Mark Lister says there's two basic rules to follow when investing in shares. Photo / Getty Images
OPINION
It's easier than you would think to succeed as a share investor. In fact, as long as you follow two basic rules, history would suggest you're virtually guaranteed to.
All you have to do is be well-diversified (own lots of different shares), and to measure your success against anappropriate timeframe, ideally 10 years or more. Not exactly rocket science.
The diversification bit is easy. Any decent adviser you work with will drum that into you on day one, and probably every day thereafter, and if you're a small investor there's always an index fund to provide instant diversification.
Keeping your eye on the long game is definitely more difficult, especially when you're in the thick of short-term market turmoil. But it's non-negotiable for any good investor, and if a decade ahead sounds too far away to think about, then shares probably aren't for you anyway.
The thing with financial markets is that the further ahead in the future you look, the more predictable things become. That's the opposite of just about everything else in life, but a lot of things about markets aren't very logical.
Long-term returns data on US shares is readily available, so let's consider the post-war period. The average annual return since then has been 10.6 per cent (including dividends), and shares were up in 77 per cent of those 74 years.
Not bad at all, but the short-term variation has been huge. The best 12-month period had a 59.5 per cent gain, and during the worst US shares fell 41 per cent (the former was in the early 1980s and the latter was in 2009).
But things are a lot less scary if we look at them in five-year investment timeframes. The proportion of positive returns for shares jumps to 92 per cent, the best per annum performance falls to 29.5 per cent and the worst to -5.9 per cent.

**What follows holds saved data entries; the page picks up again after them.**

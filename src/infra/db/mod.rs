//! Database connection and migration management.

use sea_orm::{ConnectionTrait, DatabaseConnection, Statement};
use sea_orm_migration::MigratorTrait;

use crate::config::Config;
use crate::errors::AppResult;

pub mod migrations;

pub use migrations::Migrator;

/// Owned database handle. `connect` brings the schema up to date; the
/// migrate subcommands manage it explicitly instead.
#[derive(Clone)]
pub struct Database {
    connection: DatabaseConnection,
}

impl Database {
    /// Connect and apply any pending migrations.
    pub async fn connect(config: &Config) -> AppResult<Self> {
        let connection = sea_orm::Database::connect(&config.database_url).await?;
        Migrator::up(&connection, None).await?;

        tracing::info!("Database connected, schema up to date");
        Ok(Self { connection })
    }

    /// Connect without touching the schema.
    pub async fn connect_without_migrations(config: &Config) -> AppResult<Self> {
        let connection = sea_orm::Database::connect(&config.database_url).await?;
        Ok(Self { connection })
    }

    /// Borrow the underlying connection.
    pub fn connection(&self) -> &DatabaseConnection {
        &self.connection
    }

    /// Clone the underlying connection handle.
    pub fn get_connection(&self) -> DatabaseConnection {
        self.connection.clone()
    }

    /// Apply pending migrations.
    pub async fn run_migrations(&self) -> AppResult<()> {
        Ok(Migrator::up(&self.connection, None).await?)
    }

    /// Roll back the most recent migration.
    pub async fn rollback_migration(&self) -> AppResult<()> {
        Ok(Migrator::down(&self.connection, Some(1)).await?)
    }

    /// Every defined migration paired with whether it has been applied.
    pub async fn migration_status(&self) -> AppResult<Vec<(String, bool)>> {
        use sea_orm::{EntityTrait, QueryOrder};
        use sea_orm_migration::seaql_migrations;

        let applied: std::collections::HashSet<String> = seaql_migrations::Entity::find()
            .order_by_asc(seaql_migrations::Column::Version)
            .all(&self.connection)
            .await?
            .into_iter()
            .map(|m| m.version)
            .collect();

        Ok(Migrator::migrations()
            .iter()
            .map(|m| {
                let name = m.name().to_string();
                let done = applied.contains(&name);
                (name, done)
            })
            .collect())
    }

    /// Drop everything and re-run all migrations.
    pub async fn fresh_migrations(&self) -> AppResult<()> {
        Ok(Migrator::fresh(&self.connection).await?)
    }

    /// Check connectivity with a trivial query.
    pub async fn ping(&self) -> AppResult<()> {
        self.connection
            .execute(Statement::from_string(
                self.connection.get_database_backend(),
                "SELECT 1".to_string(),
            ))
            .await?;
        Ok(())
    }
}

#[cfg(test)]
mod tests {
    use super::*;

    #[tokio::test]
    async fn connect_failure_is_an_error_not_a_panic() {
        let mut config = Config::for_tests("test-secret-key-for-testing-only-32chars");
        config.database_url = "not-a-database-url".to_string();

        assert!(Database::connect(&config).await.is_err());
        assert!(Database::connect_without_migrations(&config).await.is_err());
    }
}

Move to 10-year blocks and investing looks simpler. Shares were higher 97 per cent of the time, the best annual return was 20.8 per cent over the period, and the worst a 3.6 per cent loss, which occurred in the 10 years leading up to the lowest point during the GFC.
Move to 15, 20 or 25-year holdings periods and not only does the proportion of negative returns fall to zero, but the spread between the best and worst examples narrows significantly.

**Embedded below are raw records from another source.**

//! Seed command - Reference data and sample accounts.
//!
//! Idempotent: every record is looked up before insertion, so the command
//! can run repeatedly against the same database.

use sea_orm::{ActiveModelTrait, ColumnTrait, DatabaseConnection, EntityTrait, QueryFilter, Set};
use uuid::Uuid;

use crate::config::{CASE_ACTION_CREATED, ROLE_ADMIN, ROLE_CLIENT, ROLE_EMPLOYEE};
use crate::domain::Password;
use crate::errors::{AppError, AppResult};
use crate::infra::repositories::entities::{
    case, case_history, case_type, client_profile, employee_profile, user,
};
use crate::infra::Database;

/// Execute the seed command
pub async fn execute(config: crate::config::Config) -> AppResult<()> {
    tracing::info!("Seeding database...");

    let db = Database::connect(&config).await?;
    let conn = db.connection();

    let admin = ensure_user(conn, "admin@example.com", "Admin User", "admin123", ROLE_ADMIN).await?;
    println!("Created admin user: {}", admin.email);

    let transport = ensure_case_type(
        conn,
        "Emergency Transport",
        "Urgent medical transportation services",
    )
    .await?;
    let evacuation = ensure_case_type(
        conn,
        "Medical Evacuation",
        "International medical evacuation services",
    )
    .await?;
    let repatriation = ensure_case_type(
        conn,
        "Medical Repatriation",
        "Return transport to home country for medical treatment",
    )
    .await?;
    println!(
        "Created case types: {}, {}, {}",
        transport.name, evacuation.name, repatriation.name
    );

    let client1 = ensure_user(
        conn,
        "contact@insuranceco.com",
        "John Smith",
        "client123",
        ROLE_CLIENT,
    )
    .await?;
    let client1_profile = ensure_client_profile(
        conn,
        client1.id,
        "Global Insurance Co.",
        "John Smith",
        "+1234567890",
        "United States",
    )
    .await?;

    let client2 = ensure_user(
        conn,
        "contact@hospital.com",
        "Sarah Johnson",
        "client123",
        ROLE_CLIENT,
    )
    .await?;
    ensure_client_profile(
        conn,
        client2.id,
        "City General Hospital",
        "Sarah Johnson",
        "+1987654321",
        "Canada",
    )
    .await?;
    println!("Created client users: {}, {}", client1.email, client2.email);

    let employee = ensure_user(
        conn,
        "coordinator@gmca.com",
        "Michael Brown",
        "employee123",
        ROLE_EMPLOYEE,
    )
    .await?;
    let employee_profile =
        ensure_employee_profile(conn, employee.id, "Operations", "Case Coordinator").await?;
    println!("Created employee user: {}", employee.email);

    let sample = ensure_sample_case(
        conn,
        transport.id,
        client1_profile.id,
        admin.id,
        employee_profile.id,
    )
    .await?;
    if let Some(case) = sample {
        println!("Created sample case: {}", case.title);
    }

    tracing::info!("Seeding complete");
    Ok(())
}

async fn ensure_user(
    db: &DatabaseConnection,
    email: &str,
    name: &str,
    password: &str,
    role: &str,
) -> AppResult<user::Model> {
    if let Some(existing) = user::Entity::find()
        .filter(user::Column::Email.eq(email))
        .one(db)
        .await
        .map_err(AppError::from)?
    {
        return Ok(existing);
    }

    let now = chrono::Utc::now();
    let model = user::ActiveModel {
        id: Set(Uuid::new_v4()),
        email: Set(email.to_string()),
        password_hash: Set(Password::new(password)?.into_string()),
        name: Set(name.to_string()),
        role: Set(role.to_string()),
        is_active: Set(true),
        two_factor_secret: Set(None),
        two_factor_enabled: Set(false),
        created_at: Set(now),
        updated_at: Set(now),
    };

    model.insert(db).await.map_err(AppError::from)
}

async fn ensure_case_type(
    db: &DatabaseConnection,
    name: &str,
    description: &str,
) -> AppResult<case_type::Model> {
    if let Some(existing) = case_type::Entity::find()
        .filter(case_type::Column::Name.eq(name))
        .one(db)
        .await
        .map_err(AppError::from)?
    {
        return Ok(existing);
    }

    let model = case_type::ActiveModel {
        id: Set(Uuid::new_v4()),
        name: Set(name.to_string()),
        description: Set(description.to_string()),
        is_active: Set(true),
    };

    model.insert(db).await.map_err(AppError::from)
}

async fn ensure_client_profile(
    db: &DatabaseConnection,
    user_id: Uuid,
    company_name: &str,
    contact_person: &str,
    phone_number: &str,
    country: &str,
) -> AppResult<client_profile::Model> {
    if let Some(existing) = client_profile::Entity::find()
        .filter(client_profile::Column::UserId.eq(user_id))
        .one(db)
        .await
        .map_err(AppError::from)?
    {
        return Ok(existing);
    }

    let model = client_profile::ActiveModel {
        id: Set(Uuid::new_v4()),
        user_id: Set(user_id),
        company_name: Set(company_name.to_string()),
        contact_person: Set(contact_person.to_string()),
        phone_number: Set(phone_number.to_string()),
        country: Set(country.to_string()),
    };

    model.insert(db).await.map_err(AppError::from)
}

async fn ensure_employee_profile(
    db: &DatabaseConnection,
    user_id: Uuid,
    department: &str,
    position: &str,
) -> AppResult<employee_profile::Model> {
    if let Some(existing) = employee_profile::Entity::find()
        .filter(employee_profile::Column::UserId.eq(user_id))
        .one(db)
        .await
        .map_err(AppError::from)?
    {
        return Ok(existing);
    }

    let model = employee_profile::ActiveModel {
        id: Set(Uuid::new_v4()),
        user_id: Set(user_id),
        department: Set(department.to_string()),
        position: Set(position.to_string()),
    };

    model.insert(db).await.map_err(AppError::from)
}

/// Insert the sample case with its CREATED history entry, once.
async fn ensure_sample_case(
    db: &DatabaseConnection,
    case_type_id: Uuid,
    client_id: Uuid,
    created_by_id: Uuid,
    assigned_to_id: Uuid,
) -> AppResult<Option<case::Model>> {
    let title = "Emergency Medical Transport - Sample";

    if case::Entity::find()
        .filter(case::Column::Title.eq(title))
        .one(db)
        .await
        .map_err(AppError::from)?
        .is_some()
    {
        return Ok(None);
    }

    let now = chrono::Utc::now();
    let case_model = case::ActiveModel {
        id: Set(Uuid::new_v4()),
        title: Set(title.to_string()),
        description: Set("Sample case for testing".to_string()),
        case_type_id: Set(case_type_id),
        client_id: Set(client_id),
        created_by_id: Set(created_by_id),
        assigned_to_id: Set(Some(assigned_to_id)),
        location: Set("New York, USA".to_string()),
        priority: Set("HIGH".to_string()),
        status: Set("OPEN".to_string()),
        symptoms: Set("Patient requires urgent medical transport".to_string()),
        required_assistance: Set("Ground ambulance with medical team".to_string()),
        medical_history: Set(Some("No significant medical history".to_string())),
        current_medications: Set(Some("None".to_string())),
        created_at: Set(now),
        updated_at: Set(now),
    };

    let inserted = case_model.insert(db).await.map_err(AppError::from)?;

    let history = case_history::ActiveModel {
        id: Set(Uuid::new_v4()),
        case_id: Set(inserted.id),
        user_id: Set(created_by_id),
        action: Set(CASE_ACTION_CREATED.to_string()),
        description: Set("Case created and assigned".to_string()),
        created_at: Set(now),
    };
    history.insert(db).await.map_err(AppError::from)?;

    Ok(Some(inserted))
}
//! Unit of Work pattern implementation.
//!
//! Centralizes repository access and transaction management. The paired
//! writes this application requires (user registration with the
//! first-user-admin decision, case + CREATED history, document +
//! DOCUMENT_UPLOADED history) all run through `transaction`, so either
//! both rows land or neither does.

use async_trait::async_trait;
use sea_orm::{
    AccessMode, ActiveModelTrait, ColumnTrait, DatabaseConnection, DatabaseTransaction,
    EntityTrait, IsolationLevel, PaginatorTrait, QueryFilter, Set, TransactionTrait,
};
use std::sync::Arc;
use uuid::Uuid;

use super::repositories::entities::{case, case_history, document, user};
use super::repositories::{CaseRepository, CaseStore, UserRepository, UserStore};
use crate::config::CASE_STATUS_OPEN;
use crate::domain::{Case, CaseHistoryEntry, CreateCaseRequest, CreateDocumentRequest, Document, User};
use crate::errors::{AppError, AppResult};

/// Unit of Work trait for dependency injection.
///
/// Provides centralized access to all repositories and transaction
/// management. Not mockable directly due to generic methods; tests mock
/// at the repository or service level instead.
#[async_trait]
pub trait UnitOfWork: Send + Sync {
    /// Get user repository
    fn users(&self) -> Arc<dyn UserRepository>;

    /// Get case repository
    fn cases(&self) -> Arc<dyn CaseRepository>;

    /// Execute a closure within a transaction.
    ///
    /// The transaction is automatically committed on success or rolled back
    /// on error. Uses ReadCommitted isolation.
    async fn transaction<F, T>(&self, f: F) -> AppResult<T>
    where
        F: for<'a> FnOnce(TransactionContext<'a>) -> std::pin::Pin<
                Box<dyn std::future::Future<Output = AppResult<T>> + Send + 'a>,
            > + Send,
        T: Send;

    /// Execute a closure within a serializable transaction.
    ///
    /// Used where a read decides a write, such as the first-user-admin rule
    /// at registration.
    async fn transaction_serializable<F, T>(&self, f: F) -> AppResult<T>
    where
        F: for<'a> FnOnce(TransactionContext<'a>) -> std::pin::Pin<
                Box<dyn std::future::Future<Output = AppResult<T>> + Send + 'a>,
            > + Send,
        T: Send;
}

/// Transaction context providing repository access within a transaction.
pub struct TransactionContext<'a> {
    txn: &'a DatabaseTransaction,
}

impl<'a> TransactionContext<'a> {
    fn new(txn: &'a DatabaseTransaction) -> Self {
        Self { txn }
    }

    /// Get user repository for this transaction
    pub fn users(&self) -> TxUserRepository<'_> {
        TxUserRepository::new(self.txn)
    }

    /// Get case repository for this transaction
    pub fn cases(&self) -> TxCaseRepository<'_> {
        TxCaseRepository::new(self.txn)
    }
}

/// Concrete implementation of UnitOfWork
pub struct Persistence {
    db: DatabaseConnection,
    user_repo: Arc<UserStore>,
    case_repo: Arc<CaseStore>,
}

impl Persistence {
    /// Create new UnitOfWork instance
    pub fn new(db: DatabaseConnection) -> Self {
        let user_repo = Arc::new(UserStore::new(db.clone()));
        let case_repo = Arc::new(CaseStore::new(db.clone()));
        Self {
            db,
            user_repo,
            case_repo,
        }
    }

    async fn execute_transaction<F, T>(&self, isolation: IsolationLevel, f: F) -> AppResult<T>
    where
        F: for<'a> FnOnce(TransactionContext<'a>) -> std::pin::Pin<
                Box<dyn std::future::Future<Output = AppResult<T>> + Send + 'a>,
            > + Send,
        T: Send,
    {
        let txn = self
            .db
            .begin_with_config(Some(isolation), Some(AccessMode::ReadWrite))
            .await
            .map_err(AppError::from)?;

        let ctx = TransactionContext::new(&txn);

        match f(ctx).await {
            Ok(result) => {
                txn.commit().await.map_err(AppError::from)?;
                Ok(result)
            }
            Err(e) => {
                if let Err(rollback_err) = txn.rollback().await {
                    tracing::error!("Transaction rollback failed: {}", rollback_err);
                }
                Err(e)
            }
        }
    }
}

#[async_trait]
impl UnitOfWork for Persistence {
    fn users(&self) -> Arc<dyn UserRepository> {
        self.user_repo.clone()
    }

    fn cases(&self) -> Arc<dyn CaseRepository> {
        self.case_repo.clone()
    }

    async fn transaction<F, T>(&self, f: F) -> AppResult<T>
    where
        F: for<'a> FnOnce(TransactionContext<'a>) -> std::pin::Pin<
                Box<dyn std::future::Future<Output = AppResult<T>> + Send + 'a>,
            > + Send,
        T: Send,
    {
        self.execute_transaction(IsolationLevel::ReadCommitted, f).await
    }

    async fn transaction_serializable<F, T>(&self, f: F) -> AppResult<T>
    where
        F: for<'a> FnOnce(TransactionContext<'a>) -> std::pin::Pin<
                Box<dyn std::future::Future<Output = AppResult<T>> + Send + 'a>,
            > + Send,
        T: Send,
    {
        self.execute_transaction(IsolationLevel::Serializable, f).await
    }
}

/// Transaction-aware user repository.
pub struct TxUserRepository<'a> {
    txn: &'a DatabaseTransaction,
}

impl<'a> TxUserRepository<'a> {
    fn new(txn: &'a DatabaseTransaction) -> Self {
        Self { txn }
    }

    /// Total number of registered users (any role)
    pub async fn count(&self) -> AppResult<u64> {
        user::Entity::find()
            .count(self.txn)
            .await
            .map_err(AppError::from)
    }

    /// Find user by email
    pub async fn find_by_email(&self, email: &str) -> AppResult<Option<User>> {
        let result = user::Entity::find()
            .filter(user::Column::Email.eq(email))
            .one(self.txn)
            .await
            .map_err(AppError::from)?;

        Ok(result.map(User::from))
    }

    /// Create a new user
    pub async fn create(
        &self,
        email: String,
        password_hash: String,
        name: String,
        role: String,
        two_factor_secret: Option<String>,
    ) -> AppResult<User> {
        let now = chrono::Utc::now();
        let active_model = user::ActiveModel {
            id: Set(Uuid::new_v4()),
            email: Set(email),
            password_hash: Set(password_hash),
            name: Set(name),
            role: Set(role),
            is_active: Set(true),
            two_factor_enabled: Set(two_factor_secret.is_some()),
            two_factor_secret: Set(two_factor_secret),
            created_at: Set(now),
            updated_at: Set(now),
        };

        let model = active_model
            .insert(self.txn)
            .await
            .map_err(AppError::from)?;

        Ok(User::from(model))
    }
}

/// Transaction-aware case repository handling the paired writes.
pub struct TxCaseRepository<'a> {
    txn: &'a DatabaseTransaction,
}

impl<'a> TxCaseRepository<'a> {
    fn new(txn: &'a DatabaseTransaction) -> Self {
        Self { txn }
    }

    /// Insert a new case with status OPEN
    pub async fn insert_case(
        &self,
        input: &CreateCaseRequest,
        created_by_id: Uuid,
    ) -> AppResult<Case> {
        let now = chrono::Utc::now();
        let active_model = case::ActiveModel {
            id: Set(Uuid::new_v4()),
            title: Set(input.title.clone()),
            description: Set(input.description.clone()),
            case_type_id: Set(input.case_type_id),
            client_id: Set(input.client_id),
            created_by_id: Set(created_by_id),
            assigned_to_id: Set(input.assigned_to_id),
            location: Set(input.location.clone()),
            priority: Set(input.priority.to_string()),
            status: Set(CASE_STATUS_OPEN.to_string()),
            symptoms: Set(input.symptoms.clone()),
            required_assistance: Set(input.required_assistance.clone()),
            medical_history: Set(input.medical_history.clone()),
            current_medications: Set(input.current_medications.clone()),
            created_at: Set(now),
            updated_at: Set(now),
        };

        let model = active_model
            .insert(self.txn)
            .await
            .map_err(AppError::from)?;

        Ok(Case::from(model))
    }

    /// Append a history entry for a case
    pub async fn insert_history(
        &self,
        case_id: Uuid,
        user_id: Uuid,
        action: &str,
        description: String,
    ) -> AppResult<CaseHistoryEntry> {
        let active_model = case_history::ActiveModel {
            id: Set(Uuid::new_v4()),
            case_id: Set(case_id),
            user_id: Set(user_id),
            action: Set(action.to_string()),
            description: Set(description),
            created_at: Set(chrono::Utc::now()),
        };

        let model = active_model
            .insert(self.txn)
            .await
            .map_err(AppError::from)?;

        Ok(CaseHistoryEntry::from(model))
    }

    /// Insert document metadata for a case
    pub async fn insert_document(
        &self,
        case_id: Uuid,
        input: &CreateDocumentRequest,
        uploaded_by_id: Uuid,
    ) -> AppResult<Document> {
        let active_model = document::ActiveModel {
            id: Set(Uuid::new_v4()),
            case_id: Set(case_id),
            name: Set(input.name.clone()),
            doc_type: Set(input.doc_type.clone()),
            description: Set(input.description.clone()),
            url: Set(input.url.clone()),
            uploaded_by_id: Set(uploaded_by_id),
            uploaded_at: Set(chrono::Utc::now()),
        };

        let model = active_model
            .insert(self.txn)
            .await
            .map_err(AppError::from)?;

        Ok(Document::from(model))
    }
}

The annual average return over all those periods is almost exactly the same as the original 10.6 per cent too. The only difference is that things become much more consistent, and far less volatile.

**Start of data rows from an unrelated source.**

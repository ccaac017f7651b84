//! Access scoping - which cases a caller may see.
//!
//! A caller's role and profile ids reduce to a `CaseScope`, a tagged value
//! consumed uniformly by list and single-record queries. The same predicate
//! decides both, so a filtered list and a 404 on direct fetch can never
//! disagree.

use uuid::Uuid;

use super::user::UserRole;

/// Ownership fields of a case, as seen by the scoping predicate.
#[derive(Debug, Clone, Copy, PartialEq, Eq)]
pub struct CaseOwnership {
    /// Client profile the case belongs to
    pub client_id: Uuid,
    /// User who created the case
    pub created_by_id: Uuid,
    /// Employee profile the case is assigned to, if any
    pub assigned_to_id: Option<Uuid>,
}

/// Visibility scope computed from a caller's identity.
///
/// A caller whose role expects a profile but has none gets a scope that
/// matches nothing, never an error: lists come back empty and direct
/// fetches read as not found.
#[derive(Debug, Clone, PartialEq, Eq)]
pub enum CaseScope {
    /// Admins see every case
    Unrestricted,
    /// Clients see cases belonging to their client profile
    Client(Option<Uuid>),
    /// Employees see cases assigned to their profile or created by them
    Employee {
        profile_id: Option<Uuid>,
        user_id: Uuid,
    },
}

impl CaseScope {
    /// Compute the scope for a caller.
    pub fn for_caller(
        role: UserRole,
        user_id: Uuid,
        client_profile_id: Option<Uuid>,
        employee_profile_id: Option<Uuid>,
    ) -> Self {
        match role {
            UserRole::Admin => CaseScope::Unrestricted,
            UserRole::Client => CaseScope::Client(client_profile_id),
            UserRole::Employee => CaseScope::Employee {
                profile_id: employee_profile_id,
                user_id,
            },
        }
    }

    /// The visibility predicate: may a caller with this scope see the case?
    pub fn permits(&self, case: &CaseOwnership) -> bool {
        match self {
            CaseScope::Unrestricted => true,
            CaseScope::Client(Some(client_id)) => case.client_id == *client_id,
            CaseScope::Client(None) => false,
            CaseScope::Employee {
                profile_id,
                user_id,
            } => {
                case.created_by_id == *user_id
                    || matches!((profile_id, case.assigned_to_id), (Some(p), Some(a)) if *p == a)
            }
        }
    }

    /// True when the scope can never match any case.
    pub fn matches_nothing(&self) -> bool {
        matches!(self, CaseScope::Client(None))
    }
}

#[cfg(test)]
mod tests {
    use super::*;

    fn case(client: Uuid, creator: Uuid, assignee: Option<Uuid>) -> CaseOwnership {
        CaseOwnership {
            client_id: client,
            created_by_id: creator,
            assigned_to_id: assignee,
        }
    }

    #[test]
    fn admin_sees_everything() {
        let scope = CaseScope::for_caller(UserRole::Admin, Uuid::new_v4(), None, None);
        assert_eq!(scope, CaseScope::Unrestricted);
        assert!(scope.permits(&case(Uuid::new_v4(), Uuid::new_v4(), None)));
    }

    #[test]
    fn client_sees_only_own_cases() {
        let profile = Uuid::new_v4();
        let scope =
            CaseScope::for_caller(UserRole::Client, Uuid::new_v4(), Some(profile), None);

        assert!(scope.permits(&case(profile, Uuid::new_v4(), None)));
        assert!(!scope.permits(&case(Uuid::new_v4(), Uuid::new_v4(), None)));
    }

    #[test]
    fn client_without_profile_sees_nothing() {
        let scope = CaseScope::for_caller(UserRole::Client, Uuid::new_v4(), None, None);
        assert!(scope.matches_nothing());
        assert!(!scope.permits(&case(Uuid::new_v4(), Uuid::new_v4(), None)));
    }

    #[test]
    fn employee_sees_assigned_cases() {
        let user = Uuid::new_v4();
        let profile = Uuid::new_v4();
        let scope = CaseScope::for_caller(UserRole::Employee, user, None, Some(profile));

        let assigned = case(Uuid::new_v4(), Uuid::new_v4(), Some(profile));
        let unrelated = case(Uuid::new_v4(), Uuid::new_v4(), Some(Uuid::new_v4()));
        assert!(scope.permits(&assigned));
        assert!(!scope.permits(&unrelated));
    }

    #[test]
    fn employee_sees_cases_they_created() {
        let user = Uuid::new_v4();
        let scope = CaseScope::for_caller(UserRole::Employee, user, None, None);

        assert!(scope.permits(&case(Uuid::new_v4(), user, None)));
        assert!(!scope.permits(&case(Uuid::new_v4(), Uuid::new_v4(), None)));
    }

    #[test]
    fn employee_without_profile_still_not_matched_by_unassigned_cases() {
        let scope = CaseScope::for_caller(UserRole::Employee, Uuid::new_v4(), None, None);
        assert!(!scope.permits(&case(Uuid::new_v4(), Uuid::new_v4(), None)));
    }
}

The results are similar for New Zealand. Looking at monthly returns going back to 1967, the average return has been 10 per cent per annum, and there's never been a 10-year period where the market has fallen.
So there you have it. If you're well-diversified and you maintain a sensible investment time horizon, history suggests you're almost guaranteed to turn a profit.
Markets are impossible to predict over days, weeks, months or even the next one to two years. But the likely returns you will get and the volatility you will have to suffer become much easier to see as we look further ahead.
A good share portfolio will just about always do well over the long-term, which is what most of us are investing for. The hard bit is keeping your cool and remembering that when the short-term is looking more difficult.
Mark Lister is head of private wealth research at Craigs Investment Partners. This column is general in nature and should not be regarded as specific investment advice.